Who Stores and Distributes Them
The physical standards are held by a small network of custodian laboratories. The largest custodian is the National Institute for Biological Standards and Control (NIBSC) in the United Kingdom, which houses a substantial portion of the WHO catalogue. Other custodians include the U.S. Centers for Disease Control and Prevention (CDC), the National Institute of Allergy and Infectious Diseases (NIAID) at the NIH, the European Directorate for the Quality of Medicines (EDQM) in Strasbourg, Germany’s Paul-Ehrlich-Institut, and the University of Washington’s lipid research laboratories.
Labs that need a standard submit a request directly to the relevant custodian along with a brief description of their intended use. Because these are physical materials, stocks eventually run out. When a standard nears depletion, the replacement cycle begins with a new collaborative study to calibrate the successor material. Discontinuation of a standard is rare, but it can happen if the material no longer reflects current science or has very limited geographic relevance.
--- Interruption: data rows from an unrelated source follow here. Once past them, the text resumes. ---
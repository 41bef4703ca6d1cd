//! Configuration modules
//!
//! A module owns one root namespace of the configuration tree. The registry
//! validates each subtree against its module's schema, then lets the module map
//! it into parameters.

pub mod app_module;
pub mod registry;
pub mod traits;

pub use app_module::AppModule;
pub use registry::{ModuleRegistry, ModuleState};
pub use traits::ConfigModule;

use std::sync::Arc;

use crate::config::ModuleKind;

/// Instantiate a built-in module
pub fn builtin(kind: ModuleKind) -> Arc<dyn ConfigModule> {
    match kind {
        ModuleKind::App => Arc::new(AppModule),
    }
}
//! Test utilities for wirekit-infrastructure integration tests
//!
//! Fixture implementations, a linked greeter entry and on-disk project helpers.


pub use fixtures::*;
//! Service argument tokens
//!
//! Arguments in a service descriptor are plain JSON values. Strings may carry a
//! sigil that turns them into a reference:
//!
//! | Precedence | Form | Token |
//! |------------|------|-------|
//! | 1 | `@` + `[A-Za-z/_-]+` (prefix) | [`ArgumentToken::ServiceRef`] |
//! | 2 | `%` + `[A-Za-z_.-]+` + `%` (whole string) | [`ArgumentToken::ParameterRef`] |
//! | 3 | `!` + `[A-Za-z_/.-]+` (prefix) | [`ArgumentToken::ExternalRef`] |
//! | 4 | anything else | [`ArgumentToken::Literal`] |
//!
//! The first matching row wins. Non-string values are always literals.

use once_cell::sync::Lazy;
use regex::Regex;
use serde_json::{Map, Value};
use std::fmt;

/// Sigil kinds recognized by the argument grammar
#[derive(Debug, Clone, Copy, PartialEq, Eq, Hash)]
pub enum Sigil {
    /// `@service/id`
    Service,
    /// `%parameter.name%`
    Parameter,
    /// `!external-module`
    External,
}

impl Sigil {
    fn token(self, name: &str) -> ArgumentToken {
        match self {
            Self::Service => ArgumentToken::ServiceRef(name.to_owned()),
            Self::Parameter => ArgumentToken::ParameterRef(name.to_owned()),
            Self::External => ArgumentToken::ExternalRef(name.to_owned()),
        }
    }
}

/// Precedence table, checked top to bottom
static GRAMMAR: Lazy<[(Sigil, Regex); 3]> = Lazy::new(|| {
    [
        (Sigil::Service, compile(r"^@([a-zA-Z/_-]+)")),
        (Sigil::Parameter, compile(r"^%([a-zA-Z_.-]+)%$")),
        (Sigil::External, compile(r"^!([a-zA-Z_/.-]+)")),
    ]
});

fn compile(pattern: &str) -> Regex {
    Regex::new(pattern).expect("argument grammar patterns are valid")
}

/// A classified service argument
#[derive(Debug, Clone, PartialEq)]
pub enum ArgumentToken {
    /// Reference to another service, resolved lazily by the container
    ServiceRef(String),
    /// Reference to a flattened parameter, checked at bootstrap
    ParameterRef(String),
    /// Reference to an external module, loaded at bootstrap
    ExternalRef(String),
    /// Injected as-is
    Literal(Value),
}

impl ArgumentToken {
    /// Classify a raw argument value
    ///
    /// Classification is total: every value yields a token.
    pub fn classify(raw: &Value) -> Self {
        match raw {
            Value::String(text) => Self::classify_str(text),
            other => Self::Literal(other.clone()),
        }
    }

    /// Classify a raw string argument
    pub fn classify_str(text: &str) -> Self {
        GRAMMAR
            .iter()
            .find_map(|(sigil, pattern)| {
                pattern
                    .captures(text)
                    .and_then(|captures| captures.get(1))
                    .map(|name| sigil.token(name.as_str()))
            })
            .unwrap_or_else(|| Self::Literal(Value::String(text.to_owned())))
    }

    /// Sigil of a reference token, `None` for literals
    pub fn sigil(&self) -> Option<Sigil> {
        match self {
            Self::ServiceRef(_) => Some(Sigil::Service),
            Self::ParameterRef(_) => Some(Sigil::Parameter),
            Self::ExternalRef(_) => Some(Sigil::External),
            Self::Literal(_) => None,
        }
    }

    /// Parsed object when this is a string literal holding a JSON object
    ///
    /// Such literals are additionally bound in the container under their own text.
    pub fn json_object_literal(&self) -> Option<(&str, Map<String, Value>)> {
        let Self::Literal(Value::String(text)) = self else {
            return None;
        };
        match serde_json::from_str::<Value>(text) {
            Ok(Value::Object(object)) => Some((text.as_str(), object)),
            _ => None,
        }
    }
}

impl fmt::Display for ArgumentToken {
    fn fmt(&self, f: &mut fmt::Formatter<'_>) -> fmt::Result {
        match self {
            Self::ServiceRef(id) => write!(f, "@{id}"),
            Self::ParameterRef(name) => write!(f, "%{name}%"),
            Self::ExternalRef(name) => write!(f, "!{name}"),
            Self::Literal(value) => write!(f, "{value}"),
        }
    }
}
How Labs Use Them Day to Day
Most laboratories do not use the WHO International Standard directly for routine testing. International Standards sit at the top of a calibration chain: they are the primary reference. National regulatory agencies, diagnostic manufacturers, and vaccine producers use them to calibrate their own secondary (or “working”) standards, which are then used for everyday quality control and batch release testing.
The calibration process involves testing the candidate secondary standard in parallel with the WHO standard across a minimum of three independent assay runs, using a fresh vial of each standard for every run. The results are analyzed to determine the relative potency of the secondary material, expressed in IU per milliliter. For secondary standards used across multiple labs or countries, this calibration is typically done through a collaborative study. For in-house working standards at a single manufacturer, calibration by that laboratory alone may be sufficient.
This tiered approach preserves the limited supply of WHO standards while ensuring that measurements in diagnostic labs, manufacturing facilities, and clinical trials around the world all trace back to the same reference point. It is, in effect, the biological equivalent of calibrating your kitchen scale against a national reference weight, which itself was calibrated against an international prototype.